As the weather turns warm and sunny, the Legislative Session is in full swing, working on a yearly process that pushes thousands of bills through the legislative process. Most recently, the Assembly and Senate held a number of floor sessions, where members voted on every bill before them on whether it should pass to the next house. These votes just concluded on June 2nd, leaving the aftermath of determining what ultimately passed. The Coalition for Clean Air saw a number of our priority bills pass and fail, demonstrating how unpredictable this process can be. As we continue our work on supporting bills that improve air quality, reduce climate change, and contribute to equity, we will share the stories of what happened to some of our priority bills.

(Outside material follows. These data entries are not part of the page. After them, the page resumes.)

//! Stable structural identities for members and functions.
//!
//! Reflective handles are transient: two handles for the same method are
//! distinct objects, and two distinct closures can look alike. Anything
//! keyed across calls (the memo cache) uses these keys instead, built from
//! the declaring class name and the member name.

use std::fmt;
use std::sync::Arc;

use smol_str::SmolStr;

/// A class member identified by its declaring class and name.
#[derive(Clone, Eq, PartialEq, Hash)]
pub struct MemberKey {
    /// Fully-qualified name of the declaring class.
    pub class: Arc<str>,
    pub member: SmolStr,
}

impl MemberKey {
    pub fn new(class: impl Into<Arc<str>>, member: impl Into<SmolStr>) -> Self {
        Self {
            class: class.into(),
            member: member.into(),
        }
    }
}

impl fmt::Debug for MemberKey {
    fn fmt(&self, f: &mut fmt::Formatter<'_>) -> fmt::Result {
        write!(f, "MemberKey({}::{})", self.class, self.member)
    }
}

/// Identity of a named function or method.
///
/// Closures have no stable identity and therefore no key.
#[derive(Clone, Debug, Eq, PartialEq, Hash)]
pub enum FunctionKey {
    Method(MemberKey),
    /// Fully-qualified function name.
    Function(Arc<str>),
}

impl fmt::Display for FunctionKey {
    fn fmt(&self, f: &mut fmt::Formatter<'_>) -> fmt::Result {
        match self {
            FunctionKey::Method(key) => write!(f, "{}::{}", key.class, key.member),
            FunctionKey::Function(name) => f.write_str(name),
        }
    }
}

#[cfg(test)]
mod tests {
    use super::*;

    #[test]
    fn test_member_key_equality() {
        let a = MemberKey::new("App\\A", "run");
        let b = MemberKey::new("App\\A", "run");
        let c = MemberKey::new("App\\B", "run");

        assert_eq!(a, b);
        assert_ne!(a, c); // different declaring class
    }

    #[test]
    fn test_function_key_display() {
        let method = FunctionKey::Method(MemberKey::new("App\\A", "run"));
        let function = FunctionKey::Function(Arc::from("App\\helper"));

        assert_eq!(method.to_string(), "App\\A::run");
        assert_eq!(function.to_string(), "App\\helper");
        assert_ne!(method, function);
    }
}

Climate Accountability: SB 253 and SB 261
SB 253 (Wiener) and SB 261 (Stern) set strong standards for corporate accountability in response to climate change. SB 253 requires the most profitable US-based corporations that do business in California to publicly disclose their full GHG emissions footprint. Similarly, SB 261 would require companies with more than 500,000 in annual revenue to report their climate-related financial risk and adopted measures to reduce that risk to the California Air Resources Board (CARB). These bills would improve transparency, data collection, and accountability around GHG emissions produced by corporations and the measures those companies are taking to reduce and mitigate climate change impacts.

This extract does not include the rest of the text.